Oh, I am SO sorry! She did fight hard!! Well, at least she is at peace and pain-free now! Give your sister a hug for me!!


----------



## LaRen616 (Mar 4, 2010)

I am so sorry. 

RIP Martini


----------



## Wolfiesmom (Apr 10, 2010)

Thank you. She was a sweet little girl and will be sorely missed. I will pass along your condolences to my sister.


----------



## Stosh (Jun 26, 2010)

She gave it her all- my sympathies to your sister


----------



## Lilie (Feb 3, 2010)

I'm so sorry Martini lost her fight. Run free little Martini! Say hello to all of our friends who are waiting for us at the bridge.


----------



## 1sttimeforgsd (Jul 29, 2010)

God Bless her, she was a little fighter. I was so hoping and praying that she was going to pull through.

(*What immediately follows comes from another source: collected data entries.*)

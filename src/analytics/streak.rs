use chrono::NaiveDate;

use crate::models::{Completion, History, Streak};

/// Consecutive fully complete days (prayers and Quran) ending at `reference`.
///
/// Walks backward one day at a time and stops at the first missing or
/// incomplete day, so the cost is the length of the streak.
pub fn compute_streak(history: &History, reference: NaiveDate) -> u32 {
    let mut current = 0u32;
    let mut check_date = reference;

    while history
        .get(check_date)
        .is_some_and(|p| p.is_complete(Completion::Strict))
    {
        current += 1;
        match check_date.pred_opt() {
            Some(prev) => check_date = prev,
            None => break,
        }
    }
    current
}

/// Streak ending today (local date).
pub fn current_streak(history: &History) -> u32 {
    compute_streak(history, chrono::Local::now().date_naive())
}

/// Longest run of consecutive complete days anywhere in the history.
pub fn best_streak(history: &History, completion: Completion) -> u32 {
    let mut dates: Vec<NaiveDate> = history
        .dated()
        .filter(|(_, p)| p.is_complete(completion))
        .map(|(date, _)| date)
        .collect();
    if dates.is_empty() {
        return 0;
    }
    dates.sort();

    let mut best = 1u32;
    let mut run = 1u32;
    for pair in dates.windows(2) {
        if pair[0].succ_opt() == Some(pair[1]) {
            run += 1;
            best = best.max(run);
        } else {
            run = 1;
        }
    }
    best
}

pub fn streak_summary(history: &History, today: NaiveDate) -> Streak {
    let current = compute_streak(history, today);
    let best = best_streak(history, Completion::Strict).max(current);
    Streak { current, best }
}

#[cfg(test)]
mod tests {
    use super::*;
    use crate::models::DailyProgress;

    fn d(s: &str) -> NaiveDate {
        NaiveDate::parse_from_str(s, "%Y-%m-%d").unwrap()
    }

    fn full() -> DailyProgress {
        DailyProgress {
            subuh: true,
            zohor: true,
            asar: true,
            maghrib: true,
            isya: true,
            quran: true,
            quran_page: 1,
            zikr: 33,
        }
    }

    fn history(days: &[(&str, DailyProgress)]) -> History {
        days.iter()
            .map(|(k, p)| (k.to_string(), p.clone()))
            .collect()
    }

    #[test]
    fn absent_reference_day_gives_zero() {
        let h = history(&[("2024-01-01", full()), ("2024-01-02", full())]);
        assert_eq!(compute_streak(&h, d("2024-01-03")), 0);
        assert_eq!(compute_streak(&h, d("2024-01-02")), 2);
    }

    #[test]
    fn incomplete_reference_day_gives_zero() {
        let mut no_quran = full();
        no_quran.quran = false;
        let h = history(&[("2024-01-01", full()), ("2024-01-02", no_quran)]);
        assert_eq!(compute_streak(&h, d("2024-01-02")), 0);
        assert_eq!(compute_streak(&h, d("2024-01-01")), 1);
    }

    #[test]
    fn gap_ends_the_streak() {
        let h = history(&[
            ("2024-01-01", full()),
            ("2024-01-02", full()),
            ("2024-01-04", full()),
            ("2024-01-05", full()),
        ]);
        assert_eq!(compute_streak(&h, d("2024-01-05")), 2);
    }

    #[test]
    fn incomplete_day_in_chain_ends_the_streak() {
        let mut missed_isya = full();
        missed_isya.isya = false;
        let h = history(&[
            ("2024-01-01", full()),
            ("2024-01-02", missed_isya),
            ("2024-01-03", full()),
        ]);
        assert_eq!(compute_streak(&h, d("2024-01-03")), 1);
    }

    #[test]
    fn streak_crosses_month_and_year_boundaries() {
        let h = history(&[
            ("2023-12-30", full()),
            ("2023-12-31", full()),
            ("2024-01-01", full()),
        ]);
        assert_eq!(compute_streak(&h, d("2024-01-01")), 3);
    }

    #[test]
    fn malformed_keys_never_count() {
        let h = history(&[("2024-1-2", full()), ("2024-01-01", full())]);
        assert_eq!(compute_streak(&h, d("2024-01-02")), 0);
        assert_eq!(compute_streak(&h, d("2024-01-01")), 1);
    }

    #[test]
    fn best_streak_finds_longest_run() {
        let mut partial = full();
        partial.quran = false;
        let h = history(&[
            ("2024-01-01", full()),
            ("2024-01-02", full()),
            ("2024-01-03", full()),
            ("2024-01-05", full()),
            ("2024-01-06", partial),
            ("2024-01-07", full()),
            ("2024-01-08", full()),
        ]);
        assert_eq!(best_streak(&h, Completion::Strict), 3);
        // Lenient mode lets the Quran-less day join 5..8.
        assert_eq!(best_streak(&h, Completion::Lenient), 4);

        let summary = streak_summary(&h, d("2024-01-08"));
        assert_eq!(summary, Streak { current: 2, best: 3 });
    }

    #[test]
    fn current_streak_ends_today() {
        let today = chrono::Local::now().date_naive();
        let mut h = History::new();
        h.insert_date(today, full());
        h.insert_date(today.pred_opt().unwrap(), full());
        assert_eq!(current_streak(&h), 2);
        assert_eq!(current_streak(&History::new()), 0);
    }

    #[test]
    fn best_streak_of_empty_history_is_zero() {
        assert_eq!(best_streak(&History::new(), Completion::Strict), 0);
    }
}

Run free at the bridge little one, run free. :rip: Sorry for your sisters loss, and for your loss also.


----------



## JakodaCD OA (May 14, 2000)

I am so sorry was keeping up on her , my sympathies to all of you


----------



## msvette2u (Mar 20, 2006)

I am so sorry...RIP Martini...


----------



## NancyJ (Jun 15, 2003)

So sorry


----------



## Daisy&Lucky's Mom (Apr 24, 2011)

So sorry for the loss of little Martini.


----------



## LARHAGE (Jul 24, 2006)

I'm so sorry for your sister, what a little cutie she was, I love terriers.


----------



## squeak (Nov 27, 2010)

So sorry for you and your sister. :hugs:
She looks like quite the character-so happy in the picture.


----------



## Stevenzachsmom (Mar 3, 2008)

Bless her little heart. I'm so sorry.


----------



## chelle (Feb 1, 2009)

Oh I am so sorry. I was so pulling for her. I am really sorry and sad for your loss.


----------



## Bridget (Apr 5, 2004)

I am so sorry for your and your sister's loss of little Martini.


----------